Thursday, 30 October 2008
ICAWC 2008 Presentation: Human-Animal Interaction: PhD Research Findings - Anne-Marie Wordley
Previous presentation: Animals as Therapy in Human Health - Alexandra More
It's almost time for everyone to shuffle back in after a yummy lunch and more than a bit of informal networking. They're in for a treat when they return, hearing from Anne-Marie Wordley, our most far-flung delegate, who usually makes her home in Adelaide, South Australia! With degrees in Journalism and Psychology, Anne-Marie has channelled her love of animals into a PhD research project investigating the relationships we have with companion animals and conduction a trial of an Animal Assisted Therapy programme for people with Dementia. She's presenting some of her findings here.
2:10: Anne-Marie begins with thanks to people who have assisted with her research, including Alzheimer's Australia. She will outline her method, preliminary findings, and future direction.
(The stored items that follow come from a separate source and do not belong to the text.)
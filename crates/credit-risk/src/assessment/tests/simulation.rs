use super::common::*;
use std::sync::Arc;
use std::time::Duration;

use tokio::time::{sleep, Instant};

use crate::assessment::client::PredictionError;
use crate::assessment::domain::NumericField;
use crate::assessment::form::FieldEdit;
use crate::assessment::simulation::{
    is_simulable, RiskTrend, SimulationError, SimulationLoop, SIMULATION_SLIDERS,
};

fn simulation() -> (SimulationLoop<ScriptedGateway>, Arc<ScriptedGateway>) {
    let gateway = Arc::new(ScriptedGateway::default());
    let simulation = SimulationLoop::new(gateway.clone(), simulation_config());
    (simulation, gateway)
}

#[tokio::test(start_paused = true)]
async fn burst_of_edits_issues_a_single_request_with_the_last_value() {
    let (simulation, gateway) = simulation();
    gateway.light(Ok(0.21));
    simulation.reset_baseline(applicant());
    let start = Instant::now();

    simulation
        .apply_edit(NumericField::Income, 60_000.0)
        .expect("edit accepted");
    sleep(Duration::from_millis(100)).await;
    simulation
        .apply_edit(NumericField::Income, 70_000.0)
        .expect("edit accepted");
    sleep(Duration::from_millis(100)).await;
    simulation
        .apply_edit(NumericField::Income, 80_000.0)
        .expect("edit accepted");
    sleep(Duration::from_secs(1)).await;

    let calls = gateway.light_calls();
    assert_eq!(calls.len(), 1, "edits should coalesce");
    let fired_after = calls[0].at.duration_since(start);
    assert!(
        fired_after >= Duration::from_millis(600) && fired_after < Duration::from_millis(610),
        "fired after {fired_after:?}"
    );
    assert_eq!(calls[0].payload.get("income"), Some(80_000.0));

    let snapshot = simulation.snapshot();
    assert_eq!(snapshot.simulated_probability, Some(0.21));
    assert!(!snapshot.pending);
}

#[tokio::test(start_paused = true)]
async fn edit_updates_working_copy_immediately_and_marks_pending() {
    let (simulation, gateway) = simulation();
    gateway.light(Ok(0.4));
    simulation.reset_baseline(applicant());

    let snapshot = simulation
        .apply_edit(NumericField::CreditScore, 720.0)
        .expect("edit accepted");

    assert!(snapshot.pending);
    assert_eq!(snapshot.working_values.get("credit_score"), Some(&720.0));
    assert_eq!(snapshot.simulated_probability, None);
    assert!(gateway.light_calls().is_empty(), "no request before quiescence");
    assert_eq!(simulation.snapshot(), snapshot);
}

#[tokio::test(start_paused = true)]
async fn stale_response_never_overwrites_newer_result() {
    let (simulation, gateway) = simulation();
    gateway.light_after(Duration::from_millis(1_000), Ok(0.9));
    gateway.light_after(Duration::from_millis(10), Ok(0.2));
    simulation.reset_baseline(applicant());

    // Request A fires at 400ms and resolves at 1400ms.
    simulation
        .apply_edit(NumericField::DtiRatio, 0.9)
        .expect("edit accepted");
    sleep(Duration::from_millis(500)).await;
    assert_eq!(gateway.light_calls().len(), 1);

    // Request B fires at 900ms and resolves at 910ms.
    simulation
        .apply_edit(NumericField::DtiRatio, 0.1)
        .expect("edit accepted");
    sleep(Duration::from_millis(500)).await;
    assert_eq!(simulation.snapshot().simulated_probability, Some(0.2));

    sleep(Duration::from_secs(2)).await;
    let snapshot = simulation.snapshot();
    assert_eq!(gateway.light_calls().len(), 2);
    assert_eq!(snapshot.simulated_probability, Some(0.2));
    assert!(!snapshot.pending);
}

#[tokio::test(start_paused = true)]
async fn baseline_reset_cancels_pending_timer_and_clears_probability() {
    let (simulation, gateway) = simulation();
    gateway.light(Ok(0.3));
    gateway.light(Ok(0.6));
    simulation.reset_baseline(applicant());

    simulation
        .apply_edit(NumericField::LoanAmount, 20_000.0)
        .expect("edit accepted");
    sleep(Duration::from_secs(1)).await;
    assert_eq!(simulation.snapshot().simulated_probability, Some(0.3));

    simulation
        .apply_edit(NumericField::LoanAmount, 45_000.0)
        .expect("edit accepted");
    simulation.reset_baseline(risky_applicant());

    let snapshot = simulation.snapshot();
    assert_eq!(snapshot.simulated_probability, None);
    assert!(!snapshot.pending);
    assert_eq!(snapshot.working_values.get("loan_amount"), Some(&10_000.0));
    assert_eq!(snapshot.working_values.get("credit_score"), Some(&420.0));

    sleep(Duration::from_secs(2)).await;
    assert_eq!(gateway.light_calls().len(), 1, "pending timer was cancelled");
    assert_eq!(simulation.snapshot().simulated_probability, None);
}

#[tokio::test(start_paused = true)]
async fn baseline_reset_ignores_in_flight_response() {
    let (simulation, gateway) = simulation();
    gateway.light_after(Duration::from_millis(1_000), Ok(0.8));
    simulation.reset_baseline(applicant());

    simulation
        .apply_edit(NumericField::Income, 25_000.0)
        .expect("edit accepted");
    sleep(Duration::from_millis(500)).await;
    assert_eq!(gateway.light_calls().len(), 1, "request in flight");

    simulation.reset_baseline(applicant());
    sleep(Duration::from_secs(2)).await;

    let snapshot = simulation.snapshot();
    assert_eq!(snapshot.simulated_probability, None);
    assert!(!snapshot.pending);
}

#[tokio::test(start_paused = true)]
async fn failed_tick_clears_pending_and_keeps_previous_probability() {
    let (simulation, gateway) = simulation();
    gateway.light(Ok(0.35));
    gateway.light(Err(PredictionError::Service {
        status: 500,
        body: "Internal Server Error".to_string(),
    }));
    simulation.reset_baseline(applicant());

    simulation
        .apply_edit(NumericField::CreditScore, 700.0)
        .expect("edit accepted");
    sleep(Duration::from_secs(1)).await;
    simulation
        .apply_edit(NumericField::CreditScore, 710.0)
        .expect("edit accepted");
    assert!(simulation.snapshot().pending);
    sleep(Duration::from_secs(1)).await;

    let snapshot = simulation.snapshot();
    assert_eq!(gateway.light_calls().len(), 2);
    assert_eq!(snapshot.simulated_probability, Some(0.35));
    assert!(!snapshot.pending);
    assert_eq!(snapshot.working_values.get("credit_score"), Some(&710.0));
}

#[tokio::test(start_paused = true)]
async fn delta_is_negative_when_risk_improves() {
    let (simulation, gateway) = simulation();
    gateway.light(Ok(0.25));
    gateway.light(Ok(0.55));
    let epoch = simulation.reset_baseline(applicant());
    assert!(simulation.set_baseline_probability(epoch, 0.4));

    simulation
        .apply_edit(NumericField::Income, 120_000.0)
        .expect("edit accepted");
    sleep(Duration::from_secs(1)).await;
    let improved = simulation.snapshot();
    assert_close(improved.delta.expect("delta present"), -0.15);
    assert_eq!(improved.trend, Some(RiskTrend::Improved));

    simulation
        .apply_edit(NumericField::Income, 20_000.0)
        .expect("edit accepted");
    sleep(Duration::from_secs(1)).await;
    let worsened = simulation.snapshot();
    assert_close(worsened.delta.expect("delta present"), 0.15);
    assert_eq!(worsened.trend, Some(RiskTrend::Worsened));
}

#[tokio::test(start_paused = true)]
async fn delta_is_absent_without_both_probabilities() {
    let (simulation, gateway) = simulation();
    gateway.light(Ok(0.5));
    simulation.reset_baseline(applicant());

    assert_eq!(simulation.snapshot().delta, None);
    simulation
        .apply_edit(NumericField::Income, 90_000.0)
        .expect("edit accepted");
    sleep(Duration::from_secs(1)).await;

    let snapshot = simulation.snapshot();
    assert_eq!(snapshot.simulated_probability, Some(0.5));
    assert_eq!(snapshot.delta, None);
    assert_eq!(snapshot.trend, None);
}

#[tokio::test]
async fn stale_epoch_cannot_set_baseline_probability() {
    let (simulation, _) = simulation();
    let first = simulation.reset_baseline(applicant());
    let second = simulation.reset_baseline(risky_applicant());

    assert!(!simulation.set_baseline_probability(first, 0.1));
    assert_eq!(simulation.snapshot().baseline_probability, None);
    assert!(simulation.set_baseline_probability(second, 0.7));
    assert_eq!(simulation.snapshot().baseline_probability, Some(0.7));
}

#[tokio::test]
async fn edits_are_validated_before_touching_the_working_copy() {
    let (simulation, _) = simulation();

    assert_eq!(
        simulation.apply_edit(NumericField::Income, 1.0),
        Err(SimulationError::NoBaseline)
    );

    simulation.reset_baseline(applicant());
    assert_eq!(
        simulation.apply_edit(NumericField::Age, 45.0),
        Err(SimulationError::FieldNotSimulable(NumericField::Age))
    );
    assert_eq!(
        simulation.apply_raw_edit(&FieldEdit::new("zip_code", "50309")),
        Err(SimulationError::UnknownField("zip_code".to_string()))
    );
    assert!(!simulation.snapshot().pending);
}

#[tokio::test(start_paused = true)]
async fn raw_edits_are_coerced_at_the_boundary() {
    let (simulation, gateway) = simulation();
    gateway.light(Ok(0.6));
    simulation.reset_baseline(applicant());

    let snapshot = simulation
        .apply_raw_edit(&FieldEdit::new("dti_ratio", "not a number"))
        .expect("edit accepted");
    assert_eq!(snapshot.working_values.get("dti_ratio"), Some(&0.0));

    let snapshot = simulation
        .apply_edit(NumericField::Income, f64::NAN)
        .expect("edit accepted");
    assert_eq!(snapshot.working_values.get("income"), Some(&0.0));

    sleep(Duration::from_secs(1)).await;
    let calls = gateway.light_calls();
    assert_eq!(calls.len(), 1);
    assert_eq!(calls[0].payload.get("income"), Some(0.0));
    assert_eq!(calls[0].payload.get("dti_ratio"), Some(0.0));
}

#[test]
fn sliders_cover_exactly_the_simulable_fields() {
    assert_eq!(SIMULATION_SLIDERS.len(), 4);
    for field in NumericField::ALL {
        let has_slider = SIMULATION_SLIDERS.iter().any(|slider| slider.field == field);
        assert_eq!(is_simulable(field), has_slider, "{field}");
    }
    assert!(is_simulable(NumericField::DtiRatio));
    assert!(!is_simulable(NumericField::LoanTerm));
}

#[test]
fn trend_follows_lower_is_better_convention() {
    assert_eq!(RiskTrend::from_delta(-0.01), RiskTrend::Improved);
    assert_eq!(RiskTrend::from_delta(0.01), RiskTrend::Worsened);
    assert_eq!(RiskTrend::from_delta(0.0), RiskTrend::Unchanged);
}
Anne-Marie's study has built on previous research by adding longer term observations and a control group where the dog was taken out of the equation and the differences compared.
2:15: Exploratory interviews of nursing home residents covered the benefits of pets and the feelings surrounding giving them up when going into care. The themes were recurrent: people felt a greater sense of company, love and responsibility around their pets.
Weeks 1-4 covered the baseline, then weeks 5-10 were intervention - introducing the dogs - and finally weeks 11-16 were follow up, taking the dogs away and comparing results. The sessions comprised of twice-weekly one hour group meetings. Some were also room visits for residents with limited mobility. The dogs were assessed for temperament and suitability, and the residents were able to pat and interact with the dog as the handler walked them around. There were also chair-side visits, where dogs jumped up on chairs to be within the reach of residents who could not bend to stroke them.
The Revised Memory and Behaviour Problems Checklist contained a list of observations that had to be made. The nursing home staff completed the chacklists at the end of each week and each session.
2:20: Results showed that not only were social interactions improved and memory loss and disruption reduced when the dogs were there, but that quite a lot of the progress was maintained after the dogs were removed from the situation (although they slightly increased, it was not at all back to baseline levels). In the control group there was either little difference or deterioration.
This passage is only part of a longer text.